I cringe when I read a learning objective that says, “You will know…” or “You will understand….” My first thought is, “How will you know that I ‘know,’ and how will you know that I understand?” My second thought is, “How does knowing and understanding help me meet performance expectations or show up in my behavior on the job?”
Truth be told, learning objectives are created for the training team, not the employee. There’s a better way to describe learning experiences that is employee-centric and performance based. In place of learning objectives, I recommend learning solution descriptions that define specific actions in the learning experience and results that describe the desired performance outcomes.
If you really want to engage employees and the business, describe learning solutions in a way that shows alignment with business goals and performance requirements to achieve those goals. Show employees what the learning experience will look and feel like by describing what they’ll do. Explain how the learning experience will impact their performance by describing what’s in it for them.
This comes from a business I worked with that replaced learning objectives for company-wide communications with employee-centric learning solution descriptions. We described learning solutions with a brief introduction, actions in the learning experience and performance outcomes .These objectives gave employees the information they needed to make an informed decision about the investment of their time for training, learning and professional development. They told them what they were going to do and the expected performance impact of their learning experience.
Traditional Learning Objectives Don’t Show Alignment With Business Goals.
Telling employees what they will “know” or “understand,” using the language of traditional learning objectives, does not demonstrate intentional alignment to business goals. As part of our marketing, messaging and communication strategy for learning and development, our learning solutions’ descriptions purposefully described performance outcomes that supported business goals.

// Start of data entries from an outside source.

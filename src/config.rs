//! Runtime configuration, read from the process environment (and `.env`).

use crate::error::ConfigError;
use std::path::PathBuf;
use std::str::FromStr;
use std::time::Duration;

pub const DEFAULT_OLLAMA_HOST: &str = "http://127.0.0.1:11434";
pub const DEFAULT_MAX_CONCURRENT: usize = 1;
pub const DEFAULT_INVOKE_TIMEOUT: Duration = Duration::from_secs(20 * 60);
pub const DEFAULT_POLL_INTERVAL: Duration = Duration::from_millis(500);

#[derive(Clone, Debug, PartialEq)]
pub struct Config {
    pub ollama_host: String,
    pub pipeline: PipelineConfig,
    pub state_path: PathBuf,
}

/// Knobs for the invocation queue.
#[derive(Clone, Debug, PartialEq)]
pub struct PipelineConfig {
    /// Upper bound on backend calls in flight at once.
    pub max_concurrent: usize,
    /// Deadline applied to each backend call.
    pub invoke_timeout: Duration,
    /// Fallback wakeup when the queue is idle.
    pub poll_interval: Duration,
}

impl Default for PipelineConfig {
    fn default() -> Self {
        Self {
            max_concurrent: DEFAULT_MAX_CONCURRENT,
            invoke_timeout: DEFAULT_INVOKE_TIMEOUT,
            poll_interval: DEFAULT_POLL_INTERVAL,
        }
    }
}

impl PipelineConfig {
    pub fn with_max_concurrent(mut self, max_concurrent: usize) -> Self {
        self.max_concurrent = max_concurrent.max(1);
        self
    }

    pub fn with_invoke_timeout(mut self, invoke_timeout: Duration) -> Self {
        self.invoke_timeout = invoke_timeout;
        self
    }

    pub fn with_poll_interval(mut self, poll_interval: Duration) -> Self {
        self.poll_interval = poll_interval;
        self
    }
}

impl Config {
    /// Load `.env` if present, then read the environment.
    pub fn from_env() -> Result<Self, ConfigError> {
        // A missing .env is fine; real env vars still apply.
        let _ = dotenvy::dotenv();

        Self::from_lookup(|key| std::env::var(key).ok())
    }

    pub fn from_lookup(lookup: impl Fn(&str) -> Option<String>) -> Result<Self, ConfigError> {
        let ollama_host = lookup("OLLAMA_HOST")
            .map(|host| host.trim().trim_end_matches('/').to_string())
            .filter(|host| !host.is_empty())
            .unwrap_or_else(|| DEFAULT_OLLAMA_HOST.to_string());

        let max_concurrent: usize =
            parse_var(&lookup, "PROMPT_MAX_CONCURRENT")?.unwrap_or(DEFAULT_MAX_CONCURRENT);
        if max_concurrent == 0 {
            return Err(ConfigError::Invalid {
                key: "PROMPT_MAX_CONCURRENT",
                value: "0".to_string(),
            });
        }

        let invoke_timeout = parse_var::<u64>(&lookup, "PROMPT_INVOKE_TIMEOUT_SECS")?
            .map(Duration::from_secs)
            .unwrap_or(DEFAULT_INVOKE_TIMEOUT);
        let poll_interval = parse_var::<u64>(&lookup, "PROMPT_POLL_INTERVAL_MS")?
            .map(Duration::from_millis)
            .unwrap_or(DEFAULT_POLL_INTERVAL);

        let state_path = match lookup("PROMPT_STATE_PATH").filter(|p| !p.trim().is_empty()) {
            Some(path) => PathBuf::from(path),
            None => default_state_path()?,
        };

        Ok(Self {
            ollama_host,
            pipeline: PipelineConfig {
                max_concurrent,
                invoke_timeout,
                poll_interval,
            },
            state_path,
        })
    }
}

fn parse_var<T: FromStr>(
    lookup: &impl Fn(&str) -> Option<String>,
    key: &'static str,
) -> Result<Option<T>, ConfigError> {
    match lookup(key) {
        None => Ok(None),
        Some(raw) => raw
            .trim()
            .parse::<T>()
            .map(Some)
            .map_err(|_| ConfigError::Invalid { key, value: raw }),
    }
}

fn default_state_path() -> Result<PathBuf, ConfigError> {
    dirs::data_local_dir()
        .map(|dir| dir.join("promptbench").join("state.json"))
        .ok_or(ConfigError::NoStateDir)
}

This strategy also kept instructional design focused on creating solutions and experiences that impacted performance in a way that helped employees achieve business goals. Traditional learning objectives don’t do that.
Learning Experience Descriptions and Performance Outcomes.
Traditional learning objectives tell us what we’ll know or understand. But what about the impact of knowing and understanding on our day-to-day performance on the job? I say goodbye to learning objectives and hello to learning solution descriptions that define actions in the learning experience and performance outcomes.